Achaogen was a biopharmaceutical company focused on developing new antibiotics to combat the global threat of multi-drug resistant (MDR) bacteria. The company dedicated over a decade and significant capital toward this goal, culminating in the successful regulatory approval of its lead drug, Plazomicin. Despite achieving this scientific milestone—a rare success in antimicrobial development—Achaogen filed for bankruptcy in 2019, illustrating the profound economic difficulties facing antibiotic innovation.
Targeting the Gram-Negative Resistance Crisis
Achaogen focused on the escalating public health crisis caused by Gram-negative bacteria, which are difficult to treat due to their distinctive cell wall structure. Unlike Gram-positive bacteria, Gram-negative pathogens, such as Escherichia coli and Klebsiella pneumoniae, possess an outer membrane that blocks many common antibiotics. This defense is complicated by mechanisms like efflux pumps and resistance enzymes, rendering many existing drugs ineffective. Achaogen targeted the most dangerous pathogens, including the ESKAPE group, known for high rates of multi-drug resistance. The World Health Organization (WHO) categorized the threat posed by these bacteria as a top priority for new research.

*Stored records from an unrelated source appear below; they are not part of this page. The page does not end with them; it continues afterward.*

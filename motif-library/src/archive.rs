//! Single-file compressed archive for the itemset library.
//!
//! The container is a zstd-compressed JSON document with kebab-case keys.
//! Reads are strict: the container must decompress, the document must
//! match the schema exactly, and every entry must be internally
//! consistent — otherwise the read fails with a corrupt-archive error and
//! returns nothing.

use std::fs::File;
use std::path::Path;

use serde::{Deserialize, Serialize};

use motif_core::errors::LibraryError;

use crate::model::{ItemsetLibrary, ItemsetLibraryEntry};

/// Bumped on any incompatible change to the document layout.
pub const FORMAT_VERSION: u32 = 1;

#[derive(Debug, Serialize, Deserialize)]
#[serde(rename_all = "kebab-case", deny_unknown_fields)]
struct ArchiveDocument {
    format_version: u32,
    minimal_cluster_size: usize,
    maximal_entries: usize,
    entries: Vec<ItemsetLibraryEntry>,
}

impl ItemsetLibrary {
    /// Write the library to a single compressed archive.
    pub fn write_to_path(&self, path: impl AsRef<Path>) -> Result<(), LibraryError> {
        let document = ArchiveDocument {
            format_version: FORMAT_VERSION,
            minimal_cluster_size: self.minimal_cluster_size(),
            maximal_entries: self.maximal_entries(),
            entries: self.entries().to_vec(),
        };
        let file = File::create(path.as_ref())?;
        let mut encoder = zstd::Encoder::new(file, 0)?;
        serde_json::to_writer(&mut encoder, &document).map_err(|error| {
            LibraryError::CorruptArchive {
                reason: format!("serialization failed: {error}"),
            }
        })?;
        encoder.finish()?;
        tracing::info!(path = %path.as_ref().display(), entries = self.len(), "archive written");
        Ok(())
    }

    /// Read a library back from an archive, validating its integrity.
    pub fn read_from_path(path: impl AsRef<Path>) -> Result<Self, LibraryError> {
        let file = File::open(path.as_ref())?;
        let decoder = zstd::Decoder::new(file).map_err(|error| LibraryError::CorruptArchive {
            reason: format!("not a valid compressed container: {error}"),
        })?;
        let document: ArchiveDocument =
            serde_json::from_reader(decoder).map_err(|error| LibraryError::CorruptArchive {
                reason: format!("document does not match the archive schema: {error}"),
            })?;
        if document.format_version != FORMAT_VERSION {
            return Err(LibraryError::CorruptArchive {
                reason: format!(
                    "unsupported format version {} (expected {})",
                    document.format_version, FORMAT_VERSION
                ),
            });
        }
        for entry in &document.entries {
            entry.validate()?;
        }
        Ok(ItemsetLibrary::from_parts(
            document.entries,
            document.minimal_cluster_size,
            document.maximal_entries,
        ))
    }
}
//! Immutable configuration records.
//!
//! Records arrive already loaded (the engine does not read config files);
//! they are validated once at pipeline construction and passed by
//! reference through every stage, never mutated mid-run.

pub mod library_config;
pub mod metric_config;
pub mod miner_config;
pub mod significance_config;

pub use library_config::LibraryConfig;
pub use metric_config::{AdherenceMetricConfig, CohesionMetricConfig};
pub use miner_config::MinerConfig;
pub use significance_config::{SignificanceEstimatorConfig, SignificanceType};

use serde::{Deserialize, Serialize};

use crate::errors::ConfigError;

/// Bundle of all records one mining run consumes.
#[derive(Debug, Clone, Default, Serialize, Deserialize)]
#[serde(default, rename_all = "kebab-case")]
pub struct PipelineConfig {
    pub miner: MinerConfig,
    pub cohesion: CohesionMetricConfig,
    pub adherence: AdherenceMetricConfig,
    pub significance: SignificanceEstimatorConfig,
}

impl PipelineConfig {
    pub fn validate(&self) -> Result<(), ConfigError> {
        self.miner.validate()?;
        self.cohesion.validate()?;
        self.adherence.validate()?;
        self.significance.validate()?;
        Ok(())
    }
}
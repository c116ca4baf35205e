//! Per-itemset significance estimation.
//!
//! Each itemset walks `Pending → Sampling → Comparing →
//! {Significant, NotSignificant} → Done`, with `Failed` reachable from any
//! state. The observed per-occurrence scores are compared against a
//! resampled null distribution with the two-sample KS procedure; a
//! one-sided mean check keeps patterns that score worse than chance from
//! passing. Evaluations are independent across itemsets and run on the
//! shared worker pool.

use std::hash::{Hash, Hasher};

use rand::rngs::StdRng;
use rand::SeedableRng;
use rayon::prelude::*;
use rustc_hash::FxHasher;

use motif_core::config::SignificanceEstimatorConfig;
use motif_core::errors::SignificanceError;
use motif_core::traits::Cancellable;
use motif_core::types::{Distribution, Itemset, StructureCollection};

use crate::metrics::ExtractionMetric;

use super::ks;
use super::sampler::NullModelSampler;

/// States of one itemset's evaluation.
#[derive(Debug, Clone, Copy, PartialEq, Eq)]
pub enum EvaluationState {
    Pending,
    Sampling,
    Comparing,
    Significant,
    NotSignificant,
    Done,
    Failed,
}

/// Final verdict of one evaluation.
#[derive(Debug, Clone, Copy, PartialEq, Eq)]
pub enum Verdict {
    Significant,
    NotSignificant,
}

/// One itemset queued for evaluation with its observed score distribution.
#[derive(Debug, Clone)]
pub struct SignificanceTarget {
    pub itemset: Itemset,
    pub observed: Distribution,
}

/// Outcome of one itemset's evaluation.
#[derive(Debug)]
pub struct SignificanceRecord {
    pub itemset: Itemset,
    /// Terminal state: `Done`, `Failed`, or `Pending` when skipped on
    /// cancellation.
    pub state: EvaluationState,
    pub verdict: Option<Verdict>,
    /// Two-sample comparison statistic against the null distribution.
    pub statistic: f64,
    pub p_value: f64,
    pub error: Option<SignificanceError>,
}

impl SignificanceRecord {
    pub fn is_significant(&self) -> bool {
        self.verdict == Some(Verdict::Significant)
    }

    fn skipped(itemset: Itemset) -> Self {
        Self {
            itemset,
            state: EvaluationState::Pending,
            verdict: None,
            statistic: f64::NAN,
            p_value: f64::NAN,
            error: None,
        }
    }

    fn failed(itemset: Itemset, error: SignificanceError) -> Self {
        Self {
            itemset,
            state: EvaluationState::Failed,
            verdict: None,
            statistic: f64::NAN,
            p_value: f64::NAN,
            error: Some(error),
        }
    }
}

/// Resampling-based significance estimator.
pub struct SignificanceEstimator<'a> {
    collection: &'a StructureCollection,
    config: &'a SignificanceEstimatorConfig,
    metric: &'a dyn ExtractionMetric,
    sampler: NullModelSampler<'a>,
}

impl<'a> SignificanceEstimator<'a> {
    pub fn new(
        collection: &'a StructureCollection,
        config: &'a SignificanceEstimatorConfig,
        metric: &'a dyn ExtractionMetric,
    ) -> Self {
        Self {
            collection,
            config,
            metric,
            sampler: NullModelSampler::new(collection),
        }
    }

    /// Evaluate every target independently on the given pool.
    ///
    /// Cancellation is honored between evaluations: targets not yet
    /// started are returned in the `Pending` state, in-flight evaluations
    /// run to completion.
    pub fn estimate(
        &self,
        targets: Vec<SignificanceTarget>,
        pool: &rayon::ThreadPool,
        token: &dyn Cancellable,
    ) -> Vec<SignificanceRecord> {
        pool.install(|| {
            targets
                .into_par_iter()
                .map(|target| {
                    if token.is_cancelled() {
                        SignificanceRecord::skipped(target.itemset)
                    } else {
                        self.evaluate(target)
                    }
                })
                .collect()
        })
    }

    fn evaluate(&self, target: SignificanceTarget) -> SignificanceRecord {
        let identifier = target.itemset.identifier();
        let mut state = EvaluationState::Pending;

        transition(&identifier, &mut state, EvaluationState::Sampling);
        let null = match self.sample_null(&target) {
            Ok(null) => null,
            Err(error) => return SignificanceRecord::failed(target.itemset, error),
        };

        transition(&identifier, &mut state, EvaluationState::Comparing);
        let observed = target.observed.observations();
        if observed.is_empty() {
            return SignificanceRecord::failed(
                target.itemset,
                SignificanceError::NoObservedScores { identifier },
            );
        }
        let statistic = ks::ks_statistic(observed, null.observations());
        let p_value = ks::ks_p_value(statistic, observed.len(), null.len());

        let observed_mean = mean(observed);
        let null_mean = mean(null.observations());
        let significant = statistic >= self.config.ks_cutoff
            && p_value <= self.config.significance_cutoff
            && observed_mean <= null_mean;

        let verdict = if significant {
            transition(&identifier, &mut state, EvaluationState::Significant);
            Verdict::Significant
        } else {
            transition(&identifier, &mut state, EvaluationState::NotSignificant);
            Verdict::NotSignificant
        };
        transition(&identifier, &mut state, EvaluationState::Done);

        tracing::debug!(
            itemset = %identifier,
            statistic,
            p_value,
            significant,
            "significance evaluated"
        );

        SignificanceRecord {
            itemset: target.itemset,
            state,
            verdict: Some(verdict),
            statistic,
            p_value,
            error: None,
        }
    }

    /// Build the empirical null distribution for one target.
    fn sample_null(
        &self,
        target: &SignificanceTarget,
    ) -> Result<Distribution, SignificanceError> {
        let identifier = target.itemset.identifier();
        let mut rng = StdRng::seed_from_u64(sub_seed(self.config.seed, &identifier));
        let draws = self.sampler.sample(
            &identifier,
            target.itemset.size(),
            self.config.sample_size,
            &mut rng,
        )?;
        let evaluation = self.metric.evaluate(self.collection, &draws)?;
        if evaluation.occurrence_scores.len() < 2 {
            return Err(SignificanceError::InsufficientPopulation {
                identifier,
                size: target.itemset.size(),
                sampled: evaluation.occurrence_scores.len(),
                required: 2,
            });
        }
        Ok(Distribution::from_observations(evaluation.occurrence_scores))
    }
}

/// Per-itemset sub-seed: identical across runs and independent of worker
/// scheduling.
fn sub_seed(base: u64, identifier: &str) -> u64 {
    let mut hasher = FxHasher::default();
    identifier.hash(&mut hasher);
    base ^ hasher.finish()
}

fn mean(values: &[f64]) -> f64 {
    if values.is_empty() {
        return 0.0;
    }
    values.iter().sum::<f64>() / values.len() as f64
}

fn transition(identifier: &str, state: &mut EvaluationState, next: EvaluationState) {
    tracing::trace!(itemset = %identifier, ?state, ?next, "state transition");
    *state = next;
}

#[cfg(test)]
mod tests {
    use super::*;
    use motif_core::config::CohesionMetricConfig;
    use motif_core::traits::CancellationToken;
    use motif_core::types::{StructureGraph, StructureId};

    use crate::metrics::CohesionMetric;

    fn pool() -> rayon::ThreadPool {
        rayon::ThreadPoolBuilder::new().num_threads(2).build().unwrap()
    }

    /// Structures with a tight pair far from a loose background spread.
    fn collection() -> StructureCollection {
        let structures = (0..12)
            .map(|i| {
                let mut graph = StructureGraph::new(StructureId::new(format!("s{i}")));
                graph.add_element("ALA", 1, [0.0, 0.0, 0.0]);
                graph.add_element("GLY", 2, [1.0, 0.0, 0.0]);
                graph.add_element("SER", 3, [40.0, 0.0, 0.0]);
                graph.add_element("TRP", 4, [0.0, 40.0, 0.0]);
                graph.add_element("LYS", 5, [40.0, 40.0, 0.0]);
                graph.add_element("HIS", 6, [0.0, 0.0, 40.0]);
                graph
            })
            .collect();
        StructureCollection::new(structures)
    }

    fn tight_target() -> SignificanceTarget {
        SignificanceTarget {
            itemset: Itemset::of(["ALA", "GLY"]).with_support(1.0),
            observed: Distribution::from_observations(vec![1.0; 12]),
        }
    }

    fn estimate(targets: Vec<SignificanceTarget>) -> Vec<SignificanceRecord> {
        let collection = collection();
        let config = SignificanceEstimatorConfig::default();
        let metric = CohesionMetric::new(CohesionMetricConfig::default());
        let estimator = SignificanceEstimator::new(&collection, &config, &metric);
        estimator.estimate(targets, &pool(), &CancellationToken::new())
    }

    #[test]
    fn tight_pattern_is_significant() {
        let records = estimate(vec![tight_target()]);
        assert_eq!(records.len(), 1);
        assert_eq!(records[0].state, EvaluationState::Done);
        assert!(records[0].is_significant(), "p = {}", records[0].p_value);
    }

    #[test]
    fn chance_like_pattern_is_not_significant() {
        // Observed scores drawn from the same spread as the null model.
        let loose = SignificanceTarget {
            itemset: Itemset::of(["SER", "TRP"]).with_support(1.0),
            observed: Distribution::from_observations(vec![
                40.0, 56.6, 40.0, 56.6, 40.0, 56.6, 40.0, 56.6, 40.0, 56.6, 40.0, 56.6,
            ]),
        };
        let records = estimate(vec![loose]);
        assert!(!records[0].is_significant());
        assert_eq!(records[0].state, EvaluationState::Done);
    }

    #[test]
    fn verdicts_are_reproducible_for_equal_seeds() {
        let first = estimate(vec![tight_target()]);
        let second = estimate(vec![tight_target()]);
        assert_eq!(first[0].verdict, second[0].verdict);
        assert_eq!(first[0].statistic, second[0].statistic);
        assert_eq!(first[0].p_value, second[0].p_value);
    }

    #[test]
    fn oversized_pattern_fails_in_isolation() {
        let impossible = SignificanceTarget {
            itemset: Itemset::of(["A", "B", "C", "D", "E", "F", "G"]).with_support(1.0),
            observed: Distribution::from_observations(vec![1.0; 5]),
        };
        let records = estimate(vec![impossible, tight_target()]);
        assert_eq!(records[0].state, EvaluationState::Failed);
        assert!(records[0].error.is_some());
        // The healthy target still completes.
        assert_eq!(records[1].state, EvaluationState::Done);
    }

    #[test]
    fn cancelled_token_skips_pending_targets() {
        let collection = collection();
        let config = SignificanceEstimatorConfig::default();
        let metric = CohesionMetric::new(CohesionMetricConfig::default());
        let estimator = SignificanceEstimator::new(&collection, &config, &metric);
        let token = CancellationToken::new();
        token.cancel();
        let records = estimator.estimate(vec![tight_target()], &pool(), &token);
        assert_eq!(records[0].state, EvaluationState::Pending);
        assert!(records[0].verdict.is_none());
    }
}
//! Hash collections used on hot paths.

/// Fx-hashed map, the default map type throughout the engine.
pub type FxHashMap<K, V> = rustc_hash::FxHashMap<K, V>;

/// Fx-hashed set, the default set type throughout the engine.
pub type FxHashSet<T> = rustc_hash::FxHashSet<T>;
//! Statistical dependence between itemsets.

pub mod mutual_information;

pub use mutual_information::{
    entropy, mutual_information, normalized_mutual_information, presence_from_occurrences,
};

use petgraph::graph::UnGraph;

use motif_core::errors::AssociationError;

/// Dependence between two itemsets, indexed into the analyzed slice.
#[derive(Debug, Clone, PartialEq)]
pub struct AssociationPair {
    pub first: usize,
    pub second: usize,
    pub mutual_information: f64,
    pub normalized: f64,
}

/// Ranks itemset pairs by mutual information over their per-structure
/// presence vectors and exposes the association graph the library
/// clusters on.
pub struct AssociationAnalyzer;

impl AssociationAnalyzer {
    /// All pairs, strongest dependence first; ties break on the index
    /// pair so the ranking is deterministic.
    pub fn rank_pairs(presence: &[Vec<bool>]) -> Result<Vec<AssociationPair>, AssociationError> {
        let mut pairs = Vec::new();
        for first in 0..presence.len() {
            for second in first + 1..presence.len() {
                let mi = mutual_information(&presence[first], &presence[second])?;
                let normalized =
                    normalized_mutual_information(&presence[first], &presence[second])?;
                pairs.push(AssociationPair {
                    first,
                    second,
                    mutual_information: mi,
                    normalized,
                });
            }
        }
        pairs.sort_by(|a, b| {
            b.mutual_information
                .partial_cmp(&a.mutual_information)
                .unwrap_or(std::cmp::Ordering::Equal)
                .then(a.first.cmp(&b.first))
                .then(a.second.cmp(&b.second))
        });
        Ok(pairs)
    }

    /// Undirected graph connecting itemset indices whose normalized
    /// mutual information reaches `cutoff`; edge weights carry the NMI.
    pub fn association_graph(
        pairs: &[AssociationPair],
        item_count: usize,
        cutoff: f64,
    ) -> UnGraph<usize, f64> {
        let mut graph = UnGraph::new_undirected();
        let nodes: Vec<_> = (0..item_count).map(|i| graph.add_node(i)).collect();
        for pair in pairs {
            if pair.normalized >= cutoff {
                graph.add_edge(nodes[pair.first], nodes[pair.second], pair.normalized);
            }
        }
        graph
    }
}

#[cfg(test)]
mod tests {
    use super::*;

    #[test]
    fn ranking_is_strongest_first() {
        let a = vec![true, true, false, false];
        let b = vec![true, true, false, false]; // identical to a
        let c = vec![true, false, true, false]; // independent of a
        let pairs = AssociationAnalyzer::rank_pairs(&[a, b, c]).unwrap();
        assert_eq!((pairs[0].first, pairs[0].second), (0, 1));
        assert!(pairs[0].mutual_information > pairs.last().unwrap().mutual_information);
    }

    #[test]
    fn graph_connects_only_above_cutoff() {
        let a = vec![true, true, false, false];
        let b = vec![true, true, false, false];
        let c = vec![true, false, true, false];
        let pairs = AssociationAnalyzer::rank_pairs(&[a, b, c]).unwrap();
        let graph = AssociationAnalyzer::association_graph(&pairs, 3, 0.5);
        assert_eq!(graph.node_count(), 3);
        assert_eq!(graph.edge_count(), 1);
    }
}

Plazomicin: The Key Therapeutic Agent
Achaogen’s flagship product, Plazomicin (marketed as Zemdri), was a significant scientific achievement in the fight against resistance. The drug belongs to the aminoglycoside class of antibiotics, which has seen a steep decline in efficacy due to widespread bacterial resistance over the last 70 years. Plazomicin was specifically designed to overcome common resistance mechanisms that inactivate older aminoglycosides, such as enzyme-mediated modification. This structural modification allowed it to retain potent activity against critical resistant strains, including Carbapenem-Resistant Enterobacteriaceae (CRE) and Extended-Spectrum Beta-Lactamase (ESBL)-producing Enterobacteriaceae.

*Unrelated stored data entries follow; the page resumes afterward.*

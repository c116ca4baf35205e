//! Error handling for the motif engine.
//! One error enum per subsystem, `thiserror` only, zero `anyhow`.

pub mod association_error;
pub mod config_error;
pub mod error_code;
pub mod generation_error;
pub mod library_error;
pub mod metric_error;
pub mod pipeline_error;
pub mod significance_error;

pub use association_error::AssociationError;
pub use config_error::ConfigError;
pub use error_code::MotifErrorCode;
pub use generation_error::GenerationError;
pub use library_error::LibraryError;
pub use metric_error::MetricError;
pub use pipeline_error::{PipelineError, PipelineResult};
pub use significance_error::SignificanceError;
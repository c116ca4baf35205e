//! Extraction-metric configuration records.

use serde::{Deserialize, Serialize};

use crate::errors::ConfigError;

/// Configuration of the cohesion metric: how spatially compact an
/// occurrence may be before its pattern is discarded.
#[derive(Debug, Clone, Serialize, Deserialize)]
#[serde(default, rename_all = "kebab-case")]
pub struct CohesionMetricConfig {
    /// Maximum accepted aggregate cohesion (median of per-occurrence mean
    /// pairwise distances), in distance units. Default: 10.0.
    pub maximal_cohesion: f64,
}

impl Default for CohesionMetricConfig {
    fn default() -> Self {
        Self {
            maximal_cohesion: 10.0,
        }
    }
}

impl CohesionMetricConfig {
    pub fn validate(&self) -> Result<(), ConfigError> {
        if !self.maximal_cohesion.is_finite() || self.maximal_cohesion <= 0.0 {
            return Err(ConfigError::NonPositive {
                name: "maximal-cohesion",
                value: self.maximal_cohesion,
            });
        }
        Ok(())
    }
}

/// Configuration of the adherence metric: how far an occurrence may
/// deviate from its pattern's consensus geometry.
#[derive(Debug, Clone, Serialize, Deserialize)]
#[serde(default, rename_all = "kebab-case")]
pub struct AdherenceMetricConfig {
    /// Maximum accepted mean deviation from the consensus geometry.
    /// Default: 4.0.
    pub maximal_adherence: f64,
}

impl Default for AdherenceMetricConfig {
    fn default() -> Self {
        Self {
            maximal_adherence: 4.0,
        }
    }
}

impl AdherenceMetricConfig {
    pub fn validate(&self) -> Result<(), ConfigError> {
        if !self.maximal_adherence.is_finite() || self.maximal_adherence <= 0.0 {
            return Err(ConfigError::NonPositive {
                name: "maximal-adherence",
                value: self.maximal_adherence,
            });
        }
        Ok(())
    }
}
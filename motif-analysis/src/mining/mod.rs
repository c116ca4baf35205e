//! Level-wise candidate generation over structural adjacency graphs.

pub mod generator;
pub mod miner;

pub use generator::CandidateGenerator;
pub use miner::{ItemsetMiner, MiningReport};
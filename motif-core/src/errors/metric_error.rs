//! Extraction-metric errors.

use super::error_code::{self, MotifErrorCode};

/// Errors raised while scoring itemset occurrences. Metric failures
/// discard the affected candidate; they never abort the run.
#[derive(Debug, thiserror::Error)]
pub enum MetricError {
    #[error("cohesion undefined for {actual} item(s), at least {required} required")]
    TooFewItems { required: usize, actual: usize },

    #[error("missing or non-finite coordinates in structure {structure}")]
    MissingCoordinates { structure: String },

    #[error("no occurrences to evaluate")]
    NoObservations,
}

impl MotifErrorCode for MetricError {
    fn error_code(&self) -> &'static str {
        error_code::METRIC_ERROR
    }
}
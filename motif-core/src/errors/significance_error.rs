//! Significance-estimation errors.

use super::error_code::{self, MotifErrorCode};
use super::metric_error::MetricError;

/// Errors raised while estimating one itemset's significance. Each failure
/// is confined to its itemset; other evaluations proceed.
#[derive(Debug, thiserror::Error)]
pub enum SignificanceError {
    #[error(
        "cannot sample a null distribution for {identifier}: \
         {sampled} valid draw(s) of size {size}, at least {required} required"
    )]
    InsufficientPopulation {
        identifier: String,
        size: usize,
        sampled: usize,
        required: usize,
    },

    #[error("no observed scores for {identifier}")]
    NoObservedScores { identifier: String },

    #[error("metric evaluation failed: {0}")]
    Metric(#[from] MetricError),
}

impl MotifErrorCode for SignificanceError {
    fn error_code(&self) -> &'static str {
        error_code::SIGNIFICANCE_ERROR
    }
}
//! Significance-estimator configuration.

use serde::{Deserialize, Serialize};

use crate::errors::ConfigError;

/// Sentinel for "use all available compute units".
pub const AUTO_PARALLELISM: i32 = -1;

const DEFAULT_KS_CUTOFF: f64 = 0.1;
const DEFAULT_SIGNIFICANCE_CUTOFF: f64 = 1e-3;
const DEFAULT_SAMPLE_SIZE: usize = 30;
const DEFAULT_SEED: u64 = 42;

/// Which extraction metric the significance test is run against.
#[derive(Debug, Clone, Copy, PartialEq, Eq, Serialize, Deserialize)]
#[serde(rename_all = "kebab-case")]
pub enum SignificanceType {
    Cohesion,
    Adherence,
}

/// Parameter bundle for the resampling-based significance test.
#[derive(Debug, Clone, Serialize, Deserialize)]
#[serde(default, rename_all = "kebab-case")]
pub struct SignificanceEstimatorConfig {
    /// Test variant: which extraction metric scores the null model.
    pub significance_type: SignificanceType,
    /// Minimum two-sample comparison statistic. Default: 0.1.
    pub ks_cutoff: f64,
    /// Maximum p-value for a significant verdict. Default: 1e-3.
    pub significance_cutoff: f64,
    /// Worker count; -1 means all available compute units. Default: -1.
    pub level_of_parallelism: i32,
    /// Resampled itemsets drawn per null-distribution estimate. Default: 30.
    pub sample_size: usize,
    /// Base seed for the resampling RNG; runs with equal seeds produce
    /// identical verdicts. Default: 42.
    pub seed: u64,
}

impl Default for SignificanceEstimatorConfig {
    fn default() -> Self {
        Self {
            significance_type: SignificanceType::Cohesion,
            ks_cutoff: DEFAULT_KS_CUTOFF,
            significance_cutoff: DEFAULT_SIGNIFICANCE_CUTOFF,
            level_of_parallelism: AUTO_PARALLELISM,
            sample_size: DEFAULT_SAMPLE_SIZE,
            seed: DEFAULT_SEED,
        }
    }
}

impl SignificanceEstimatorConfig {
    pub fn validate(&self) -> Result<(), ConfigError> {
        if !self.ks_cutoff.is_finite() || self.ks_cutoff <= 0.0 || self.ks_cutoff > 1.0 {
            return Err(ConfigError::NonPositive {
                name: "ks-cutoff",
                value: self.ks_cutoff,
            });
        }
        if !self.significance_cutoff.is_finite()
            || self.significance_cutoff <= 0.0
            || self.significance_cutoff > 1.0
        {
            return Err(ConfigError::NonPositive {
                name: "significance-cutoff",
                value: self.significance_cutoff,
            });
        }
        if self.sample_size < 2 {
            return Err(ConfigError::InvalidSampleSize(self.sample_size));
        }
        Ok(())
    }

    /// Resolve the worker count once at pipeline start: the sentinel (or
    /// any non-positive value) maps to all available compute units.
    pub fn resolved_parallelism(&self) -> usize {
        if self.level_of_parallelism > 0 {
            self.level_of_parallelism as usize
        } else {
            std::thread::available_parallelism()
                .map(|n| n.get())
                .unwrap_or(1)
        }
    }
}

The drug earned FDA approval in June 2018 for complicated urinary tract infections (cUTI), including pyelonephritis, in adult patients with limited or no alternative treatment options. This approval was based on data from the EPIC trial, which demonstrated the drug was non-inferior to the established antibiotic meropenem. This regulatory success validated Achaogen’s scientific approach. The FDA also granted a limited approval for the treatment of bloodstream infections (BSI), reflecting the drug’s potential for treating severe, multidrug-resistant infections.
Commercial Viability and Market Dynamics
Despite the scientific success, Achaogen quickly faced the harsh realities of the antibiotic market, known as the “antibiotic paradox.” Antibiotics are typically prescribed for short durations, often seven to fourteen days, contrasting sharply with the long-term use of drugs for chronic conditions. This short treatment window results in significantly lower sales volume, making it difficult for companies to recoup the hundreds of millions invested in development. Achaogen spent 15 years and an estimated $1 billion developing Plazomicin, yet it generated only $0.8 million in sales during its initial months after launch.

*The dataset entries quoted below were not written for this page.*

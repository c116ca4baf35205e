//! Geometric extraction metrics.
//!
//! Cohesion and adherence are two variants of one extraction-metric
//! capability: both map a set of itemset occurrences to per-occurrence
//! scores plus an aggregate, and both expose an acceptance threshold that
//! prunes candidates before significance testing. Lower scores are better
//! (tighter geometry, closer to consensus).

pub mod adherence;
pub mod cohesion;
pub mod geometry;

pub use adherence::AdherenceMetric;
pub use cohesion::CohesionMetric;

use motif_core::config::{
    AdherenceMetricConfig, CohesionMetricConfig, SignificanceType,
};
use motif_core::errors::MetricError;
use motif_core::types::{Occurrence, StructureCollection};

/// Which extraction-metric variant produced a score.
#[derive(Debug, Clone, Copy, PartialEq, Eq)]
pub enum MetricKind {
    Cohesion,
    Adherence,
}

/// Scores of one itemset under one extraction metric.
#[derive(Debug, Clone, PartialEq)]
pub struct MetricEvaluation {
    /// One score per occurrence, in occurrence order.
    pub occurrence_scores: Vec<f64>,
    /// The itemset-level score the acceptance threshold applies to.
    pub aggregate: f64,
    /// Spread of the per-occurrence scores.
    pub variance: f64,
}

/// The shared extraction-metric capability.
///
/// Implementations must be pure functions of the read-only structure
/// collection so evaluations can run on any worker.
pub trait ExtractionMetric: Send + Sync {
    fn kind(&self) -> MetricKind;

    /// Score every occurrence of one itemset and aggregate.
    fn evaluate(
        &self,
        collection: &StructureCollection,
        occurrences: &[Occurrence],
    ) -> Result<MetricEvaluation, MetricError>;

    /// Whether an evaluated itemset survives this metric's threshold.
    fn accepts(&self, evaluation: &MetricEvaluation) -> bool;
}

/// Select the metric variant the configuration asks for.
pub fn metric_for(
    significance_type: SignificanceType,
    cohesion: &CohesionMetricConfig,
    adherence: &AdherenceMetricConfig,
) -> Box<dyn ExtractionMetric> {
    match significance_type {
        SignificanceType::Cohesion => Box::new(CohesionMetric::new(cohesion.clone())),
        SignificanceType::Adherence => Box::new(AdherenceMetric::new(adherence.clone())),
    }
}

Adding to this economic strain are hospital antimicrobial stewardship programs, which actively limit the use of new antibiotics like Plazomicin to preserve their efficacy against the most resistant strains. While medically responsible, this practice exacerbates the commercial problem by restricting sales to a small patient population. Furthermore, the lack of a sustainable reimbursement model means hospitals are often unwilling to pay the high price necessary for the company to achieve a return on its investment. Analysts estimated that at its initial sales rate, it would have taken Achaogen over 650 years to recoup its investment.
The Aftermath and Enduring Impact
The rapid failure to generate adequate revenue led Achaogen to file for Chapter 11 bankruptcy in April 2019, less than a year after FDA approval. The company subsequently sold its assets, including the rights to Plazomicin, to other entities. Despite the drug’s addition to the World Health Organization’s list of essential new medicines, Achaogen’s story became a cautionary tale for the biotech industry.
Achaogen’s collapse demonstrated that the free market alone cannot sustain the development of novel antimicrobials. Its financial struggles proved that a narrow approval for small patient populations is not commercially viable in the current US antibiotic market structure. This failure has spurred international discussion and legislative proposals, such as the PASTEUR Act in the US, which aim to introduce “push” and “pull” incentives, like subscription models, to ensure that small- and medium-sized enterprises (SMEs) can continue to develop life-saving drugs.